JunichiOoya

千夜、一夜のJunichiOoyaのレビュー・感想・評価

千夜、一夜(2022年製作の映画)
5.0
突然姿を消した夫を30年待ち続ける田中裕子さんの、「狂気」と「確信」を淡々と描く佐渡の物語。
拉致絡みで「半島」との距離云々というよりも、「あのシーン」で集まった人たちが佐渡おけさを歌う、そこに佐渡を舞台にした値打ちがありましたね。
実は、加藤泰『ざ・鬼太鼓座』や森崎東『党宣言』『ニワトリはハダシだ』なんかを思い出したりしながら見ていました。

田村さんの登場から後、一気にリアリティとおさらばする展開。
でも私には、そこから格段に物語が映画っぽく深化したように感じられて、とてもお気に入りの一本になりました。

お寺と教会で(つまり別々の経路でということで)送られ、逝った二人の女性(登美子と春男の母親)に導かれるように、引き換えられるように現れる田村さん。
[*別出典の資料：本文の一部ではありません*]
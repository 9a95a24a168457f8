use clap::{Parser, ValueEnum};
use std::net::SocketAddr;
use std::time::Duration;
use tracing::level_filters::LevelFilter;

use aqi_cache::{DEFAULT_UPSTREAM_URL, FetcherConfig, RedisStoreConfig};

/// Controls the log format.
#[derive(Clone, Copy, Debug, PartialEq, Eq, ValueEnum)]
pub enum LogFormat {
    /// Auto detect (pretty for tty, compact otherwise).
    Auto,
    /// With colors.
    Pretty,
    /// Single line, no colors.
    Compact,
    /// JSON lines.
    Json,
}

/// Runtime configuration. Every option can also be set through its environment variable.
#[derive(Parser, Debug, Clone)]
#[command(name = "aqi-cache")]
#[command(about = "Stale-while-revalidate cache in front of the Taiwan AQI API")]
#[command(version)]
pub struct Config {
    /// Address to listen on.
    #[arg(long, env = "AQI_BIND", default_value = "0.0.0.0:8787")]
    pub bind: SocketAddr,

    /// Upstream API key. Requests fail with an error until it is set.
    #[arg(long, env = "AQI_API_KEY", hide_env_values = true)]
    pub api_key: Option<String>,

    /// Upstream dataset URL, without query string.
    #[arg(long, env = "AQI_UPSTREAM_URL", default_value = DEFAULT_UPSTREAM_URL)]
    pub upstream_url: String,

    /// Timeout in seconds for one upstream request.
    #[arg(long, env = "AQI_UPSTREAM_TIMEOUT_SECS", default_value_t = 30)]
    pub upstream_timeout_secs: u64,

    /// Redis URL for the durable store. An in-memory store is used when unset.
    #[arg(long, env = "AQI_REDIS_URL")]
    pub redis_url: Option<String>,

    /// Prefix for Redis keys.
    #[arg(long, env = "AQI_REDIS_PREFIX")]
    pub redis_prefix: Option<String>,

    /// Log level used when `RUST_LOG` is not set.
    #[arg(long, env = "AQI_LOG_LEVEL", default_value = "info")]
    pub log_level: LevelFilter,

    /// Log output format.
    #[arg(long, env = "AQI_LOG_FORMAT", value_enum, default_value_t = LogFormat::Auto)]
    pub log_format: LogFormat,
}

impl Config {
    pub fn fetcher_config(&self) -> FetcherConfig {
        FetcherConfig {
            upstream_url: self.upstream_url.clone(),
            api_key: self.api_key.clone(),
            timeout: Duration::from_secs(self.upstream_timeout_secs),
        }
    }

    pub fn redis_config(&self) -> Option<RedisStoreConfig> {
        self.redis_url.as_ref().map(|url| RedisStoreConfig {
            url: url.clone(),
            key_prefix: self.redis_prefix.clone(),
        })
    }
}
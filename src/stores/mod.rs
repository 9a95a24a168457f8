//! Store implementations for the cache library.

pub mod memory;
pub mod metrics;
pub mod redis;

pub use memory::HashMapStore;
pub use metrics::{CacheEntryStatus, CacheMetric, MetricsSink, MetricsStore, TracingSink};
pub use redis::{RedisStore, RedisStoreConfig};
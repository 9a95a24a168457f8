//! HTTP surface: every request, whatever its path or method, serves the dataset.

use axum::Json;
use axum::Router;
use axum::extract::State;
use axum::http::{StatusCode, header};
use axum::response::{IntoResponse, Response};
use serde::{Deserialize, Serialize};
use std::future::Future;
use tokio::net::TcpListener;

use crate::error::CacheError;
use crate::response::{CACHE_CONTROL, render_body};
use crate::swr::SwrCache;

#[derive(Debug)]
pub struct ResponseError {
    status: StatusCode,
    err: CacheError,
}

impl From<CacheError> for ResponseError {
    fn from(err: CacheError) -> Self {
        let status = match &err {
            CacheError::MissingCredential | CacheError::Serialization(_) => {
                StatusCode::INTERNAL_SERVER_ERROR
            }
            CacheError::Upstream { .. } | CacheError::Transport(_) => StatusCode::BAD_GATEWAY,
            CacheError::Store { .. } => StatusCode::SERVICE_UNAVAILABLE,
        };
        ResponseError { status, err }
    }
}

impl IntoResponse for ResponseError {
    fn into_response(self) -> Response {
        let body = ApiErrorResponse {
            detail: Some(self.err.to_string()),
        };
        (self.status, Json(body)).into_response()
    }
}

/// An error response from the api.
#[derive(Serialize, Deserialize, Default, Debug)]
pub struct ApiErrorResponse {
    pub detail: Option<String>,
}

async fn read_through(State(cache): State<SwrCache>) -> Result<Response, ResponseError> {
    let served = cache.serve().await?;
    let body = render_body(&served);
    Ok(([(header::CACHE_CONTROL, CACHE_CONTROL)], Json(body)).into_response())
}

pub fn create_app(cache: SwrCache) -> Router {
    Router::new().fallback(read_through).with_state(cache)
}

/// Serve on `listener` until `shutdown` resolves, then let in-flight refreshes settle.
pub async fn run<F>(listener: TcpListener, cache: SwrCache, shutdown: F) -> std::io::Result<()>
where
    F: Future<Output = ()> + Send + 'static,
{
    if let Ok(addr) = listener.local_addr() {
        tracing::info!("Starting HTTP server on {}", addr);
    }

    axum::serve(listener, create_app(cache.clone()))
        .with_graceful_shutdown(shutdown)
        .await?;

    let tasks = cache.coordinator().tasks();
    tasks.close();
    if !tasks.is_empty() {
        tracing::info!(pending = tasks.len(), "waiting for background refreshes");
    }
    tasks.wait().await;

    tracing::info!("System shutdown complete");
    Ok(())
}

/// Resolves on Ctrl-C, or SIGTERM on unix.
pub async fn shutdown_signal() {
    let ctrl_c = async {
        if let Err(err) = tokio::signal::ctrl_c().await {
            tracing::error!(error = %err, "failed to listen for Ctrl-C");
            std::future::pending::<()>().await;
        }
    };

    #[cfg(unix)]
    let terminate = async {
        match tokio::signal::unix::signal(tokio::signal::unix::SignalKind::terminate()) {
            Ok(mut signal) => {
                signal.recv().await;
            }
            Err(err) => {
                tracing::error!(error = %err, "failed to listen for SIGTERM");
                std::future::pending::<()>().await;
            }
        }
    };

    #[cfg(not(unix))]
    let terminate = std::future::pending::<()>();

    tokio::select! {
        _ = ctrl_c => {},
        _ = terminate => {},
    }
    tracing::info!("Shutdown signal received");
}
#[test]
fn test_switch_fallthrough_and_default() {
    let (code, _) = run_program(
        "int pick(int c) {\n\
             int total;\n\
             total = 0;\n\
             switch (c) {\n\
                 case 1: total += 1;\n\
                 case 2: total += 2; break;\n\
                 case 3: total += 4; break;\n\
                 default: total += 8;\n\
             }\n\
             return total;\n\
         }\n\
         int main() { return pick(1) * 100 + pick(3) * 10 + pick(9); }",
    );
    // pick(1) falls through into case 2: 3; pick(3): 4; pick(9): 8
    assert_eq!(code, 348);
}

#[test]
fn test_struct_typedef_enum_globals() {
    let (code, _) = run_program(
        "struct point { int x; int y; };\n\
         typedef int word;\n\
         enum mode { OFF, ON = 4, AUTO };\n\
         int g = 5;\n\
         int main() {\n\
             struct point p;\n\
             word w;\n\
             p.x = 3;\n\
             p.y = 4;\n\
             w = 2;\n\
             return g + p.x * p.y + w + AUTO;\n\
         }",
    );
    assert_eq!(code, 24);
}

#[test]
fn test_pointer_arithmetic_through_heap() {
    let (code, _) = run_program(
        "#include \"io\"\n\
         int main() {\n\
             int *p;\n\
             p = (int*)malloc(40);\n\
             if (p == 0) return 1;\n\
             *p = 123;\n\
             p[1] = 4;\n\
             return *p + p[1] - 27;\n\
         }",
    );
    assert_eq!(code, 100);
}

#[test]
fn test_malloc_free_reuses_chunk() {
    let (code, _) = run_program(
        "#include \"io\"\n\
         int main() {\n\
             int a; int b;\n\
             a = malloc(64);\n\
             free(a);\n\
             b = malloc(64);\n\
             return a == b;\n\
         }",
    );
    assert_eq!(code, 1);
}

#[test]
fn test_float_arithmetic() {
    let (code, screen) = run_program(
        "#include \"io\"\n\
         int main() {\n\
             float x;\n\
             x = 2.5;\n\
             x = x * 2.0;\n\
             put_float(x);\n\
             if (x == 5.0) return 1;\n\
             return 0;\n\
         }",
    );
    assert_eq!(code, 1);
    assert_eq!(screen, "5");
}

#[test]
fn test_long_round_trip_through_memory() {
    let (code, _) = run_program(
        "int main() {\n\
             long a;\n\
             a = 6000000000;\n\
             a = a / 2;\n\
             return (int)(a / 1000000000);\n\
         }",
    );
    assert_eq!(code, 3);
}

#[test]
fn test_loops_agree_on_sum() {
    let (code, _) = run_program(
        "int sum_while(int n) { int s; s = 0; while (n > 0) { s += n; n--; } return s; }\n\
         int sum_for(int n) { int i; int s; for (i = 1, s = 0; i <= n; ++i) s += i; return s; }\n\
         int sum_do(int n) { int s; s = 0; do { s += n; n--; } while (n > 0); return s; }\n\
         int main() {\n\
             if (sum_while(10) != 55) return 1;\n\
             if (sum_for(10) != 55) return 2;\n\
             if (sum_do(10) != 55) return 3;\n\
             return 55;\n\
         }",
    );
    assert_eq!(code, 55);
}

#[test]
fn test_argv_reaches_main() {
    let (mut m, _clock) = machine();
    m.write_file(
        "/bin/echoargs",
        b"#include \"io\"\n\
          int main(int argc, char **argv) {\n\
              int i;\n\
              for (i = 0; i < argc; ++i) put_string(argv[i]);\n\
              return argc;\n\
          }",
    )
    .unwrap();
    let pid = m
        .exec("/bin/echoargs", &["ab".to_string(), "cd".to_string()])
        .unwrap();
    m.run(200);
    assert_eq!(m.reap(pid), Some(2));
    assert_eq!(m.console().screen_text(), "abcd");
}

#[test]
fn test_guest_reads_file_through_handle() {
    let (mut m, _clock) = machine();
    m.write_file("/home/motd", b"welcome").unwrap();
    m.write_file(
        "/bin/cat_motd",
        b"#include \"io\"\n\
          int main() {\n\
              int h; int c;\n\
              h = open(\"/home/motd\");\n\
              if (h < 0) return 1;\n\
              while ((c = read(h)) >= 0) put_char(c);\n\
              close(h);\n\
              return 0;\n\
          }",
    )
    .unwrap();
    let pid = m.exec("/bin/cat_motd", &[]).unwrap();
    m.run(200);
    assert_eq!(m.reap(pid), Some(0));
    assert_eq!(m.console().screen_text(), "welcome");
}

#[test]
fn test_guest_lists_directory_macro() {
    let (mut m, _clock) = machine();
    m.write_file(
        "/bin/lister",
        b"#include \"io\"\n\
          int main() {\n\
              int h; int c;\n\
              h = open(\"/bin:ls\");\n\
              if (h < 0) return 1;\n\
              while ((c = read(h)) >= 0) put_char(c);\n\
              close(h);\n\
              return 0;\n\
          }",
    )
    .unwrap();
    let pid = m.exec("/bin/lister", &[]).unwrap();
    m.run(500);
    assert_eq!(m.reap(pid), Some(0));
    let screen = m.console().screen_text();
    assert!(screen.contains("io"), "listing shows the runtime library: {screen:?}");
    assert!(screen.contains("lister"));
}

#[test]
fn test_proc_ps_reports_processes() {
    let (mut m, _clock) = machine();
    m.write_file(
        "/bin/dozer",
        b"#include \"io\"\nint main() { sleep(1000000); return 0; }",
    )
    .unwrap();
    m.write_file(
        "/bin/psdump",
        b"#include \"io\"\n\
          int main() {\n\
              int h; int c;\n\
              h = open(\"/proc/ps\");\n\
              if (h < 0) return 1;\n\
              while ((c = read(h)) >= 0) put_char(c);\n\
              close(h);\n\
              return 0;\n\
          }",
    )
    .unwrap();
    let dozer = m.exec("/bin/dozer", &[]).unwrap();
    m.run(10); // park the sleeper
    let pid = m.exec("/bin/psdump", &[]).unwrap();
    for _ in 0..100 {
        m.tick();
    }
    assert_eq!(m.reap(pid), Some(0));
    let screen = m.console().screen_text();
    assert!(screen.contains("PID"));
    assert!(screen.contains("/bin/dozer"));
    assert!(screen.contains("waiting"));
    assert_eq!(m.process(dozer).unwrap().state, CtxState::Waiting);
}

#[test]
fn test_console_line_input_round_trip() {
    let (mut m, _clock) = machine();
    m.write_file(
        "/bin/counter",
        b"#include \"io\"\n\
          int main() {\n\
              int c; int n;\n\
              n = 0;\n\
              input_lock();\n\
              while ((c = input_char()) >= 0) n++;\n\
              input_unlock();\n\
              return n;\n\
          }",
    )
    .unwrap();
    let pid = m.exec("/bin/counter", &[]).unwrap();
    m.tick();
    assert_eq!(m.process(pid).unwrap().state, CtxState::Waiting);

    // the user types a line; keys echo at the input mark
    m.key_press(b'h');
    m.key_press(b'i');
    m.key_press(b'\r');
    for _ in 0..10 {
        m.tick();
    }
    assert_eq!(m.reap(pid), Some(2));
    assert!(m.console().screen_text().contains("hi"));
}

#[test]
fn test_runtime_fault_reports_and_spares_siblings() {
    let (mut m, _clock) = machine();
    m.write_file(
        "/bin/crasher",
        b"int main() { int *p; p = (int*)1234; return *p; }",
    )
    .unwrap();
    m.write_file(
        "/bin/steady",
        b"#include \"io\"\nint main() { sleep(50); return 9; }",
    )
    .unwrap();
    let crasher = m.exec("/bin/crasher", &[]).unwrap();
    let steady = m.exec("/bin/steady", &[]).unwrap();
    m.run(10);
    // the faulting process died with a diagnostic; the sibling survives
    assert_eq!(m.process(crasher).unwrap().state, CtxState::Zombie);
    assert_eq!(m.reap(crasher), Some(-1));
    assert!(m.console().screen_text().contains("Page fault"));
    assert!(matches!(
        m.process(steady).unwrap().state,
        CtxState::Running | CtxState::Waiting
    ));
}

#[test]
fn test_divide_by_zero_faults() {
    let (mut m, _clock) = machine();
    m.write_file("/bin/div0", b"int main() { int z; z = 0; return 7 / z; }")
        .unwrap();
    let pid = m.exec("/bin/div0", &[]).unwrap();
    m.run(10);
    assert_eq!(m.reap(pid), Some(-1));
    assert!(m.console().screen_text().contains("Division by zero"));
}

#[test]
fn test_color_escape_protocol_from_guest() {
    let (mut m, _clock) = machine();
    m.write_file(
        "/bin/colored",
        b"#include \"io\"\n\
          int main() {\n\
              save_fg();\n\
              set_fg(255, 0, 0);\n\
              put_char('r');\n\
              restore_fg();\n\
              put_char('p');\n\
              return 0;\n\
          }",
    )
    .unwrap();
    let pid = m.exec("/bin/colored", &[]).unwrap();
    m.run(200);
    assert_eq!(m.reap(pid), Some(0));
    assert_eq!(m.console().row_text(0), "rp");
    // 'r' painted red, 'p' painted with the restored default
    assert_eq!(m.console().fg_at(0, 0), 0xFFFF_0000);
    assert_ne!(m.console().fg_at(0, 1), 0xFFFF_0000);
}

#[test]
fn test_set_cycle_pins_budget() {
    let (mut m, _clock) = machine();
    m.write_file(
        "/bin/tuner",
        b"#include \"io\"\nint main() { set_cycle(7777); return 0; }",
    )
    .unwrap();
    let pid = m.exec("/bin/tuner", &[]).unwrap();
    m.run(100);
    assert_eq!(m.reap(pid), Some(0));
    assert_eq!(m.console().tuner().cycle(), 7777);
    // auto-tuning no longer moves the pinned value
    m.observe_fps(120.0);
    assert_eq!(m.console().tuner().cycle(), 7777);
}

#[test]
fn test_compile_error_reports_position() {
    let (mut m, _clock) = machine();
    m.write_file("/bin/broken", b"int main() { return missing; }")
        .unwrap();
    let err = m.exec("/bin/broken", &[]).unwrap_err();
    match err {
        Error::Undeclared { name, line, .. } => {
            assert_eq!(name, "missing");
            assert_eq!(line, 1);
        }
        other => panic!("expected an undeclared-identifier diagnostic, got {other}"),
    }
}

#[test]
fn test_ternary_comma_and_logicals() {
    let (code, _) = run_program(
        "int main() {\n\
             int a; int b;\n\
             a = (1 && 2) ? 10 : 20;\n\
             b = (0 || 0) ? 1 : 2;\n\
             a = (a, b, a + b);\n\
             return a;\n\
         }",
    );
    assert_eq!(code, 12);
}

#[test]
fn test_short_circuit_skips_side_effects() {
    let (code, _) = run_program(
        "int hits = 0;\n\
         int bump() { hits = hits + 1; return 1; }\n\
         int main() {\n\
             0 && bump();\n\
             1 || bump();\n\
             1 && bump();\n\
             return hits;\n\
         }",
    );
    assert_eq!(code, 1);
}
これはもう「帰ってきた男(ひと)」として登美子の中で彼女の想いが脳内再生し視覚化された男なんだ、とみました。

つまりここからの映画は、現実を離れて、登美子の脳の中の世界を私が一緒になって体験したんだ、と。

出ていった3人(マグロ船と理科教員は、登美子と奈美をそれぞれ合わせ技一本(一人)だとすると春男と「夫」の2人ということになりますが)はとにかくも帰ってくる。というか登美子が帰って「こさせた」。

ただし、この私の穿った見方だと、ダンカンの出奔の描写はちょっと違うような気がして、個人的に別の脚本を「脳内作成」して見ておりましたけれど…。

役者陣、皆さん評判が良いですが、私は小倉久寛さんに惹かれました。それとなく、自然だけど、実は結構強引な感じで「拉致」の話とかも出しながら、妻への対応でひょこひょこと座を立つ姿が剽軽な癖に実はとても真面目で。
ああ、この人には登美子の喪失は永遠に共有できないよな、妻と一体化してるんだもの、って。

あと、あのカセットテープのディスクジョッキーは糸居五郎さんですよね? 二度とも良いシーンでした。

私は、田中裕子さんと同年代の高齢者。だからというわけでもないけれど、出ていったこと、行かれたこと、そしてその後に別の人と出逢ったこと、前の人と再会したこと…。

映画の少し常軌を逸した展開とは裏腹に、そうした過去の事どもが少なからず思い出されて、案外自然に登美子と砂浜の彷徨をご一緒させていただきました。